Look through the records below, and whenever a line contains "ScoreTable", copy it.
Extracted entries START
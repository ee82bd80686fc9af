//! Player leaderboard
//!
//! Records are keyed by player name and only touched at session boundaries
//! (game over, name entry), never from inside a tick. `ScoreTable` is the
//! built-in store, persisted to LocalStorage on the web.

use std::fmt;

use serde::{Deserialize, Serialize};

/// Entries shown on the game-over screen
pub const LEADERBOARD_SIZE: usize = 10;

/// Name used when the player leaves the field blank
pub const DEFAULT_PLAYER_NAME: &str = "Player";

/// One player's scores
#[derive(Debug, Clone, PartialEq, Eq, Serialize, Deserialize)]
pub struct ScoreRecord {
    pub name: String,
    /// Score of the most recent session
    pub score: u64,
    pub best_score: u64,
}

/// Query contract of a score backend
pub trait ScoreStore {
    type Error: std::error::Error;

    fn find_by_name(&self, name: &str) -> Result<Option<ScoreRecord>, Self::Error>;

    /// Add a record for a name not yet stored
    fn insert(&mut self, record: ScoreRecord) -> Result<(), Self::Error>;

    /// Replace the record with the same name
    fn update(&mut self, record: ScoreRecord) -> Result<(), Self::Error>;

    fn list_all(&self) -> Result<Vec<ScoreRecord>, Self::Error>;
}

/// Errors from `ScoreTable`
#[derive(Debug, Clone, PartialEq, Eq)]
pub enum StoreError {
    /// Insert of a name that already has a record
    Duplicate(String),
    /// Update of a name with no record
    Missing(String),
}

impl fmt::Display for StoreError {
    fn fmt(&self, f: &mut fmt::Formatter<'_>) -> fmt::Result {
        match self {
            StoreError::Duplicate(name) => write!(f, "player `{}` already exists", name),
            StoreError::Missing(name) => write!(f, "no record for player `{}`", name),
        }
    }
}

impl std::error::Error for StoreError {}

/// In-memory score store, serialized whole
#[derive(Debug, Clone, Default, Serialize, Deserialize)]
pub struct ScoreTable {
    records: Vec<ScoreRecord>,
}

impl ScoreTable {
    /// LocalStorage key (used only in wasm32)
    #[allow(dead_code)]
    const STORAGE_KEY: &'static str = "skyward_scores";

    pub fn new() -> Self {
        Self::default()
    }

    pub fn len(&self) -> usize {
        self.records.len()
    }

    pub fn is_empty(&self) -> bool {
        self.records.is_empty()
    }

    /// Load the table from LocalStorage (WASM only)
    #[cfg(target_arch = "wasm32")]
    pub fn load() -> Self {
        let storage = web_sys::window()
            .and_then(|w| w.local_storage().ok())
            .flatten();

        if let Some(storage) = storage {
            if let Ok(Some(json)) = storage.get_item(Self::STORAGE_KEY) {
                match serde_json::from_str::<ScoreTable>(&json) {
                    Ok(table) => {
                        log::info!("Loaded {} player records", table.len());
                        return table;
                    }
                    Err(e) => log::warn!("Discarding unreadable score table: {}", e),
                }
            }
        }

        log::info!("No player records found, starting fresh");
        Self::new()
    }

    /// Save the table to LocalStorage (WASM only)
    #[cfg(target_arch = "wasm32")]
    pub fn save(&self) {
        let storage = web_sys::window()
            .and_then(|w| w.local_storage().ok())
            .flatten();

        if let Some(storage) = storage {
            if let Ok(json) = serde_json::to_string(self) {
                let _ = storage.set_item(Self::STORAGE_KEY, &json);
                log::info!("Player records saved ({} players)", self.len());
            }
        }
    }

    /// Native stubs
    #[cfg(not(target_arch = "wasm32"))]
    pub fn load() -> Self {
        Self::new()
    }

    #[cfg(not(target_arch = "wasm32"))]
    pub fn save(&self) {
        // No-op for native
    }
}

impl ScoreStore for ScoreTable {
    type Error = StoreError;

    fn find_by_name(&self, name: &str) -> Result<Option<ScoreRecord>, StoreError> {
        Ok(self.records.iter().find(|r| r.name == name).cloned())
    }

    fn insert(&mut self, record: ScoreRecord) -> Result<(), StoreError> {
        if self.records.iter().any(|r| r.name == record.name) {
            return Err(StoreError::Duplicate(record.name));
        }
        self.records.push(record);
        Ok(())
    }

    fn update(&mut self, record: ScoreRecord) -> Result<(), StoreError> {
        match self.records.iter_mut().find(|r| r.name == record.name) {
            Some(slot) => {
                *slot = record;
                Ok(())
            }
            None => Err(StoreError::Missing(record.name)),
        }
    }

    fn list_all(&self) -> Result<Vec<ScoreRecord>, StoreError> {
        Ok(self.records.clone())
    }
}

/// What recording a finished session did
#[derive(Debug, Clone, Copy, PartialEq, Eq)]
pub enum SessionOutcome {
    /// First session for this name
    NewPlayer,
    /// Beat the stored best
    NewBest,
    /// Stored, best unchanged
    Recorded,
}

/// Session-boundary rules over any `ScoreStore`
#[derive(Debug, Clone, Default)]
pub struct Leaderboard<S> {
    store: S,
}

impl<S: ScoreStore> Leaderboard<S> {
    pub fn new(store: S) -> Self {
        Self { store }
    }

    pub fn store(&self) -> &S {
        &self.store
    }

    /// Store the result of a finished session for `name`
    pub fn record_session(&mut self, name: &str, score: u64) -> Result<SessionOutcome, S::Error> {
        let name = normalize_name(name);
        match self.store.find_by_name(&name)? {
            None => {
                self.store.insert(ScoreRecord {
                    name,
                    score,
                    best_score: score,
                })?;
                Ok(SessionOutcome::NewPlayer)
            }
            Some(mut record) => {
                record.score = score;
                let outcome = if score > record.best_score {
                    record.best_score = score;
                    SessionOutcome::NewBest
                } else {
                    SessionOutcome::Recorded
                };
                self.store.update(record)?;
                Ok(outcome)
            }
        }
    }

    /// Best score on record for `name`
    pub fn best_for(&self, name: &str) -> Result<Option<u64>, S::Error> {
        Ok(self
            .store
            .find_by_name(&normalize_name(name))?
            .map(|r| r.best_score))
    }

    /// Top `limit` records by best score, ties by name
    pub fn ranked(&self, limit: usize) -> Result<Vec<ScoreRecord>, S::Error> {
        let mut records = self.store.list_all()?;
        records.sort_by(|a, b| b.best_score.cmp(&a.best_score).then_with(|| a.name.cmp(&b.name)));
        records.truncate(limit);
        Ok(records)
    }
}

/// Trimmed name, or the default for a blank one
pub fn normalize_name(name: &str) -> String {
    let name = name.trim();
    if name.is_empty() {
        DEFAULT_PLAYER_NAME.to_string()
    } else {
        name.to_string()
    }
}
Extracted entries END
Problem solution
//! (game over, name entry), never from inside a tick. `ScoreTable` is the
/// Errors from `ScoreTable`
pub struct ScoreTable {
impl ScoreTable {
                match serde_json::from_str::<ScoreTable>(&json) {
impl ScoreStore for ScoreTable {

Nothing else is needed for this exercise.